▸ What to do
Two lines mark the range in the entries below: the one holding "get color 0." and the one holding "to the image.". Set down those two and all lines between them, exactly.

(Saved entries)
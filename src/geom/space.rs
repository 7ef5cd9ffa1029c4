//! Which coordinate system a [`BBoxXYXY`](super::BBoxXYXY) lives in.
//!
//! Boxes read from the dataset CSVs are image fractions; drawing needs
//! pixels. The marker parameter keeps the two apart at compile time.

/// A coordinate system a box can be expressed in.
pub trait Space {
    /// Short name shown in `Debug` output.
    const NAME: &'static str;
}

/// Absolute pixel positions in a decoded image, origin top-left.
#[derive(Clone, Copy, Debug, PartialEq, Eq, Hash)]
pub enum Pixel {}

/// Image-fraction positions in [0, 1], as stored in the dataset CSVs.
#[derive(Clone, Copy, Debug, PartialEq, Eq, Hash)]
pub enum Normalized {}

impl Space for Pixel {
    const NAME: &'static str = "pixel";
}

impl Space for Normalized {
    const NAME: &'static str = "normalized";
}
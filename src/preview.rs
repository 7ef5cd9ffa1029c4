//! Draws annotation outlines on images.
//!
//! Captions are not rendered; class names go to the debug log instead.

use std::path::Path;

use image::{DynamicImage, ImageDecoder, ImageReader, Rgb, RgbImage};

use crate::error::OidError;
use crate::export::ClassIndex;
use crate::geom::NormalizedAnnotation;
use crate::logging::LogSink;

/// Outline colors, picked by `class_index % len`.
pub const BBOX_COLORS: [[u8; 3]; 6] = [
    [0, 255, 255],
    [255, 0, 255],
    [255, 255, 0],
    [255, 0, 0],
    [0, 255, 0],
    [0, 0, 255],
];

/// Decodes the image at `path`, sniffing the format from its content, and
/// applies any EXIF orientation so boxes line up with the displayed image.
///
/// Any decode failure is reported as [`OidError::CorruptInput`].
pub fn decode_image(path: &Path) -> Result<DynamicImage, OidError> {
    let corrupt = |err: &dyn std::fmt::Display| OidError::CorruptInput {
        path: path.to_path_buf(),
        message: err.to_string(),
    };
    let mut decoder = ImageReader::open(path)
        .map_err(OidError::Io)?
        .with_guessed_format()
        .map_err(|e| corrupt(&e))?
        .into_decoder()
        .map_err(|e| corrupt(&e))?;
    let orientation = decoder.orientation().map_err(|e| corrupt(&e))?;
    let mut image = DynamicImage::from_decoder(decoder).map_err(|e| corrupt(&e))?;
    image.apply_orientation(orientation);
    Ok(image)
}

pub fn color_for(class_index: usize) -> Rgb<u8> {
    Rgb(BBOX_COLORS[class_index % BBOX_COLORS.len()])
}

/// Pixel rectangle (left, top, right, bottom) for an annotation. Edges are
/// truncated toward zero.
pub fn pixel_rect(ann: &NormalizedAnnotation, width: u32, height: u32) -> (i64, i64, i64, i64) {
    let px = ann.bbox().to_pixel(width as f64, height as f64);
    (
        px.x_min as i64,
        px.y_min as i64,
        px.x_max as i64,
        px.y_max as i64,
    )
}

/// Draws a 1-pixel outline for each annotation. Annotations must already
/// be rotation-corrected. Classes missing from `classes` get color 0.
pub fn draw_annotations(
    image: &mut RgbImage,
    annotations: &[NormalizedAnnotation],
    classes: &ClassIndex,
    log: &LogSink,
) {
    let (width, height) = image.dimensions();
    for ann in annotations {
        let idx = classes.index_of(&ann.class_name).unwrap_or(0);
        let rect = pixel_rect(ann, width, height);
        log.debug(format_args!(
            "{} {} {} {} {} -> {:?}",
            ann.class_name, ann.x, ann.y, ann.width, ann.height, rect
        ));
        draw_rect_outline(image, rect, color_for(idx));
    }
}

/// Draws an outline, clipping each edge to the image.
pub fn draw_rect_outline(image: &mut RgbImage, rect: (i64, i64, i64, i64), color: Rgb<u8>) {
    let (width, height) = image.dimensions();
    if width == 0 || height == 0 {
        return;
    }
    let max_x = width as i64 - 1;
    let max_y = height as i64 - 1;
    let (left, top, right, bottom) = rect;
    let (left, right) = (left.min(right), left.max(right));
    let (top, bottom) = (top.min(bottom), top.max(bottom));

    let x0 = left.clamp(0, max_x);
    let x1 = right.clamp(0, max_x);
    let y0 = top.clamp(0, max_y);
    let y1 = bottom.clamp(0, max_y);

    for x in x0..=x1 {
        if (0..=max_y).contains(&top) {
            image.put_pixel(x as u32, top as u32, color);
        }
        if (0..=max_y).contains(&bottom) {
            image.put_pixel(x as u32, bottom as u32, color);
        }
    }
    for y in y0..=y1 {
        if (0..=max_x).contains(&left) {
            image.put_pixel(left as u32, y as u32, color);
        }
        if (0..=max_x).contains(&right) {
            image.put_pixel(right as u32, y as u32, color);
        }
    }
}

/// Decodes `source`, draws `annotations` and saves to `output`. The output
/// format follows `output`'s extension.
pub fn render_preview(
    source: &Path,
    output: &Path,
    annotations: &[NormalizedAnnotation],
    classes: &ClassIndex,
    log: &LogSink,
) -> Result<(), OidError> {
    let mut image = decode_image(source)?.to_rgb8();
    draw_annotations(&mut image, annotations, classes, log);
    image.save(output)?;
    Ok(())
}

* * *

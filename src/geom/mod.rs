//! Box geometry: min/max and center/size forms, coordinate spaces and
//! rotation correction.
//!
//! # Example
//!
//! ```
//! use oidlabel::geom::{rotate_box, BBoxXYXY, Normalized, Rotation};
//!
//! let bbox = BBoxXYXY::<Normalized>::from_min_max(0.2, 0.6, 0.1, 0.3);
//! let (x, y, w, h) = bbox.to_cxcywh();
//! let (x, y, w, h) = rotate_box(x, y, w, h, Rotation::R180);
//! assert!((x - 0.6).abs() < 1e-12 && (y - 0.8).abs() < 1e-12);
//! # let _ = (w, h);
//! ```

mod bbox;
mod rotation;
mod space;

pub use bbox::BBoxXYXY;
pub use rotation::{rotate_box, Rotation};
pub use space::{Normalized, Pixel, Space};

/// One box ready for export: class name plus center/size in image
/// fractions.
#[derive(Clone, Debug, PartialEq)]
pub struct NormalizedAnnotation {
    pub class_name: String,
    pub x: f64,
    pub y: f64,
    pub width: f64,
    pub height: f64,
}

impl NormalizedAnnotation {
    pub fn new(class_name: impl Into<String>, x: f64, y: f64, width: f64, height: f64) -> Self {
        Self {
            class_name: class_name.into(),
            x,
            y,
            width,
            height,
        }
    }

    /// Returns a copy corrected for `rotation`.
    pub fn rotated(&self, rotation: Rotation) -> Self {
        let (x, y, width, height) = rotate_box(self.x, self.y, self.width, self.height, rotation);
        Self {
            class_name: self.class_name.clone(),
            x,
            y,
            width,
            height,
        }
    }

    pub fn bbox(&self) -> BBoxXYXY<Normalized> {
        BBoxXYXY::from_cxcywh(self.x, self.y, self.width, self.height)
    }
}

--

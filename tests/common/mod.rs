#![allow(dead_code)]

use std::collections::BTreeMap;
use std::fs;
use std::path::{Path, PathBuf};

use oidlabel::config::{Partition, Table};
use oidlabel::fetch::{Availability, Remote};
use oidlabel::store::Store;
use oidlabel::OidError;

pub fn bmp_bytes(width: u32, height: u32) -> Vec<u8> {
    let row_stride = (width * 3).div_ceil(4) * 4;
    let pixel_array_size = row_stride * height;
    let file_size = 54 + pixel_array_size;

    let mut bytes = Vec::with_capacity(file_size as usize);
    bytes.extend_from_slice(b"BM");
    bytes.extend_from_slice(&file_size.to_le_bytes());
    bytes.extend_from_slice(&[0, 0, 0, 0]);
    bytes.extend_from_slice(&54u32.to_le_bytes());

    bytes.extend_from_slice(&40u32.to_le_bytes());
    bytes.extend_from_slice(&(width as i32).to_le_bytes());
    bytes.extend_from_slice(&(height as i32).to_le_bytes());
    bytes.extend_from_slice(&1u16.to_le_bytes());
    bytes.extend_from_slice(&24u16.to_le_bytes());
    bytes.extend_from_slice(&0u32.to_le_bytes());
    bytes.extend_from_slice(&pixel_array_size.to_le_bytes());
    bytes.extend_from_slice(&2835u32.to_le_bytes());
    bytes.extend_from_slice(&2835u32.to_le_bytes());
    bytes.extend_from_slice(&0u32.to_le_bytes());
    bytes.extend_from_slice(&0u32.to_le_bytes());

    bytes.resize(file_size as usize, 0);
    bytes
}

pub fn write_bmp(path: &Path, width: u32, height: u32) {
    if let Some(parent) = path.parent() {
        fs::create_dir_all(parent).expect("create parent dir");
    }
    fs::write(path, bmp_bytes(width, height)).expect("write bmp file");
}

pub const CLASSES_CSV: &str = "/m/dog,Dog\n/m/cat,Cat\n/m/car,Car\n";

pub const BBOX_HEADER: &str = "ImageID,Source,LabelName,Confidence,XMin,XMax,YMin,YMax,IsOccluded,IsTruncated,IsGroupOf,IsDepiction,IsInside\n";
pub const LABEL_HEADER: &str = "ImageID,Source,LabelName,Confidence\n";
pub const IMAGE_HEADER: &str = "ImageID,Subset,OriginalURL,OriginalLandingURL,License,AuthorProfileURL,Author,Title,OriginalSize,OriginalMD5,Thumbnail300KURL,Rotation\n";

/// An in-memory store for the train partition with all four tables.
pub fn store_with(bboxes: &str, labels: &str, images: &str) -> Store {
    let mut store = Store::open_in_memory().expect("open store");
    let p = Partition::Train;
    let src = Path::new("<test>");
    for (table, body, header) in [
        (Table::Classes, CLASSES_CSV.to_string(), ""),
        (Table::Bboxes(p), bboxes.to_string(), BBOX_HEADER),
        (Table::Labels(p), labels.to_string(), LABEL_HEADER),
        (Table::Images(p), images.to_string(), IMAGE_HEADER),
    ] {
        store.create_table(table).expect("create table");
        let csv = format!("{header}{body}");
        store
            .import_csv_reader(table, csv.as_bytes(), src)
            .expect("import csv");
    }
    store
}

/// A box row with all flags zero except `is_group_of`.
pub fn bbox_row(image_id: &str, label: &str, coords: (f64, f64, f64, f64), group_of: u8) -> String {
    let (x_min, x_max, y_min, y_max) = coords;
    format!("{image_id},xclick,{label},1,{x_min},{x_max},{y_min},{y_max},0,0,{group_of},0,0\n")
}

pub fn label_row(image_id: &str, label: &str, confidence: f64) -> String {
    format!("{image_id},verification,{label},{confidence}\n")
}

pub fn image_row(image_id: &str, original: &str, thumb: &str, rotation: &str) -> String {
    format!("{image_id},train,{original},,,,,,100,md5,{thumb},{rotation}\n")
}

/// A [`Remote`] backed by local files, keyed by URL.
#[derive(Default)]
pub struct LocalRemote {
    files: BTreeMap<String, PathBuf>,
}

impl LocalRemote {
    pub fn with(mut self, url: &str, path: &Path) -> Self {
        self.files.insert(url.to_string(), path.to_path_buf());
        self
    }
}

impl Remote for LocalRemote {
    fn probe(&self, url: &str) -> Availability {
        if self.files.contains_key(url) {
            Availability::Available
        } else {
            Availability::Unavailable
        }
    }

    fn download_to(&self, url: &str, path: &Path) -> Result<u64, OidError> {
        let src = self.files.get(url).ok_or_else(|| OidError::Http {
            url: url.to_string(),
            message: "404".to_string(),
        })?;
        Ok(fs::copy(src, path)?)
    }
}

▸ Exercise output
/// be rotation-corrected. Classes missing from `classes` get color 0.
pub fn draw_annotations(
    image: &mut RgbImage,
    annotations: &[NormalizedAnnotation],
    classes: &ClassIndex,
    log: &LogSink,
) {
    let (width, height) = image.dimensions();
    for ann in annotations {
        let idx = classes.index_of(&ann.class_name).unwrap_or(0);
        let rect = pixel_rect(ann, width, height);
        log.debug(format_args!(
            "{} {} {} {} {} -> {:?}",
            ann.class_name, ann.x, ann.y, ann.width, ann.height, rect
        ));
        draw_rect_outline(image, rect, color_for(idx));
    }
}

/// Draws an outline, clipping each edge to the image.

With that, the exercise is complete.